What you will do: Output only the lines from the start of the entries through the line holding "on top of the". Each line must match the original exactly.

:::::

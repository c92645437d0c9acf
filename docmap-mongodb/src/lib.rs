//! MongoDB store driver for docmap.
//!
//! This crate provides a MongoDB-based implementation of the `StoreDriver` trait on top of the
//! official async driver. Filters, update documents and find options reach MongoDB unchanged;
//! connection pooling, timeouts and reconnection are left to the `mongodb` client.
//!
//! To use this driver, include the `mongodb` feature in your `Cargo.toml`:
//!
//! ```toml
//! [dependencies]
//! docmap = { version = "x.y.z", features = ["mongodb"] }
//! ```
//!
//! # Example
//!
//! ```ignore
//! use docmap::{driver::StoreDriverBuilder, mongodb::MongoDbStore, repository::{Repository, RepositoryBuilder}};
//!
//! #[tokio::main]
//! async fn main() -> Result<(), Box<dyn std::error::Error>> {
//!     let store = MongoDbStore::builder("mongodb://localhost:27017", "my_database")
//!         .build()
//!         .await?;
//!
//!     let users: Repository<_, User> = RepositoryBuilder::new(&store, "users")
//!         .rename("_id", "id")
//!         .id_field("_id")
//!         .build()?;
//!
//!     Ok(())
//! }
//! ```

#[allow(unused_extern_crates)]
extern crate self as docmap_mongodb;

pub mod store;

pub use store::{MongoDbStore, MongoDbStoreBuilder};
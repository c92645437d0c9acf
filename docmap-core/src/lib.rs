//! A field-mapping data access layer over document stores.
//!
//! This crate is the core of the docmap project and provides:
//!
//! - **Field/identifier mapping** ([`mapping`]) - Renames fields and coerces identifiers between
//!   application form and stored form
//! - **Repositories** ([`repository`]) - Typed CRUD facade over one collection
//! - **Store driver abstraction** ([`driver`]) - The narrow contract a document store fulfils
//! - **Find options** ([`options`]) - Pagination, sorting and projection passed through to drivers
//! - **Mapping configuration** ([`config`]) - Declarative, serde-loadable mapping setup
//! - **Record conversion** ([`document`]) - Serializing records to and from BSON documents
//! - **Error handling** ([`error`]) - Error and result types
//!
//! # Example
//!
//! ```ignore
//! use docmap::{repository::{Repository, RepositoryBuilder}, memory::InMemoryStore};
//! use serde::{Serialize, Deserialize};
//!
//! #[derive(Debug, Clone, Serialize, Deserialize)]
//! pub struct User {
//!     pub id: Option<String>,
//!     pub username: String,
//! }
//!
//! let store = InMemoryStore::new();
//! let users: Repository<_, User> = RepositoryBuilder::new(&store, "users")
//!     .rename("_id", "id")
//!     .rename("usr_name", "username")
//!     .id_field("_id")
//!     .build()?;
//! ```

#[allow(unused_extern_crates)]
extern crate self as docmap_core;

pub mod config;
pub mod document;
pub mod driver;
pub mod error;
pub mod mapping;
pub mod options;
pub mod repository;
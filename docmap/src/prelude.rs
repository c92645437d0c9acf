//! Convenient re-exports of commonly used types from docmap.
//!
//! ```ignore
//! use docmap::prelude::*;
//! ```

pub use docmap_core::{
    config::{IdFieldSpec, MappingConfig},
    document::{FromDocument, ToDocument},
    driver::{CollectionDescriptor, StoreDriver, StoreDriverBuilder},
    error::{DocumentStoreError, DocumentStoreResult},
    mapping::{FieldMapper, IdFieldSelector, IdFieldSet, RenameTable},
    options::{FindOptions, FindOptionsBuilder, Sort, SortDirection},
    repository::{Repository, RepositoryBuilder},
};
//! Serializable mapping configuration.
//!
//! [`MappingConfig`] is the declarative form of a [`FieldMapper`]. It can be written by hand,
//! embedded in a larger application config, or loaded from JSON:
//!
//! ```json
//! {
//!     "fields_props": { "_id": "id", "usr_name": "username" },
//!     "id_fields": ["_id", { "pattern": "_ref$" }]
//! }
//! ```

use std::collections::BTreeMap;

use regex::Regex;
use serde::{Deserialize, Serialize};

use crate::{
    error::DocumentStoreResult,
    mapping::{DEFAULT_PRIMARY_ID, FieldMapper, IdFieldSelector, IdFieldSet, RenameTable},
};

/// One entry of the identifier field list.
#[derive(Debug, Clone, PartialEq, Eq, Serialize, Deserialize)]
#[serde(untagged)]
pub enum IdFieldSpec {
    /// An exact field name.
    Exact(String),
    /// A regular expression tested against field names.
    Pattern { pattern: String },
}

impl IdFieldSpec {
    fn compile(&self) -> DocumentStoreResult<IdFieldSelector> {
        Ok(match self {
            IdFieldSpec::Exact(name) => IdFieldSelector::Exact(name.clone()),
            IdFieldSpec::Pattern { pattern } => IdFieldSelector::Pattern(Regex::new(pattern)?),
        })
    }
}

/// Declarative mapping configuration for one collection.
#[derive(Debug, Clone, PartialEq, Eq, Serialize, Deserialize)]
pub struct MappingConfig {
    /// Stored field name -> application field name.
    #[serde(default)]
    pub fields_props: BTreeMap<String, String>,
    /// Fields holding store-native identifiers, tested in order.
    #[serde(default)]
    pub id_fields: Vec<IdFieldSpec>,
    /// Stored name of the primary identifier field.
    #[serde(default = "default_primary_id")]
    pub primary_id: String,
}

fn default_primary_id() -> String {
    DEFAULT_PRIMARY_ID.to_string()
}

impl Default for MappingConfig {
    fn default() -> Self {
        Self {
            fields_props: BTreeMap::new(),
            id_fields: Vec::new(),
            primary_id: default_primary_id(),
        }
    }
}

impl MappingConfig {
    /// Parses a configuration from a JSON string.
    ///
    /// # Errors
    ///
    /// Returns a serialization error if the JSON is malformed or has the wrong shape.
    pub fn from_json(json: &str) -> DocumentStoreResult<Self> {
        Ok(serde_json::from_str(json)?)
    }

    /// Compiles this configuration into a [`FieldMapper`].
    ///
    /// # Errors
    ///
    /// Returns [`DocumentStoreError::InvalidConfiguration`](crate::error::DocumentStoreError::InvalidConfiguration)
    /// if a pattern does not compile or two stored fields share an application name.
    pub fn build_mapper(&self) -> DocumentStoreResult<FieldMapper> {
        let renames = RenameTable::from_pairs(
            self.fields_props
                .iter()
                .map(|(stored, application)| (stored.as_str(), application.as_str())),
        )?;

        let mut id_fields = IdFieldSet::new();
        for spec in &self.id_fields {
            id_fields.push(spec.compile()?);
        }

        Ok(FieldMapper::new(renames, id_fields).with_primary_id(self.primary_id.clone()))
    }
}

#[cfg(test)]
mod tests {
    use super::*;
    use crate::error::DocumentStoreError;

    #[test]
    fn test_from_json() {
        let config = MappingConfig::from_json(
            r#"{
                "fields_props": { "_id": "id", "usr_name": "username" },
                "id_fields": ["_id", { "pattern": "_ref$" }]
            }"#,
        )
        .unwrap();

        assert_eq!(config.primary_id, "_id");
        assert_eq!(
            config.id_fields,
            vec![
                IdFieldSpec::Exact("_id".to_string()),
                IdFieldSpec::Pattern { pattern: "_ref$".to_string() },
            ]
        );

        let mapper = config.build_mapper().unwrap();
        assert_eq!(mapper.renames().stored_name("username"), "usr_name");
        assert!(mapper.is_identifier_field("id"));
        assert!(mapper.is_identifier_field("owner_ref"));
        assert!(!mapper.is_identifier_field("username"));
    }

    #[test]
    fn test_bad_pattern_is_rejected() {
        let config = MappingConfig {
            id_fields: vec![IdFieldSpec::Pattern { pattern: "(".to_string() }],
            ..Default::default()
        };

        let err = config.build_mapper().unwrap_err();
        assert!(matches!(err, DocumentStoreError::InvalidConfiguration(_)));
        assert!(err.is_fatal());
    }
}
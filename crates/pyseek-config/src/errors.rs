use std::io;
use thiserror::Error;

/// Errors that can occur while reading or writing the configuration file
#[derive(Error, Debug)]
pub enum ConfigError {
    #[error("IO error: {0}")]
    Io(#[from] io::Error),

    #[error("Failed to parse config: {0}")]
    Parse(#[from] toml::de::Error),

    #[error("Failed to serialize config: {0}")]
    Serialize(#[from] toml::ser::Error),

    #[error("Unknown config key: {0}")]
    UnknownKey(String),

    #[error("Invalid value '{value}' for '{key}': {reason}")]
    InvalidValue {
        key: String,
        value: String,
        reason: String,
    },

    #[error("Could not determine the user configuration directory")]
    NoConfigDir,
}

:::::

Result:
repository c92645437d0c9acf
filename docmap-mongodb/src/lib.rs
//! MongoDB store driver for docmap.
//!
//! This crate provides a MongoDB-based implementation of the `StoreDriver` trait on top of the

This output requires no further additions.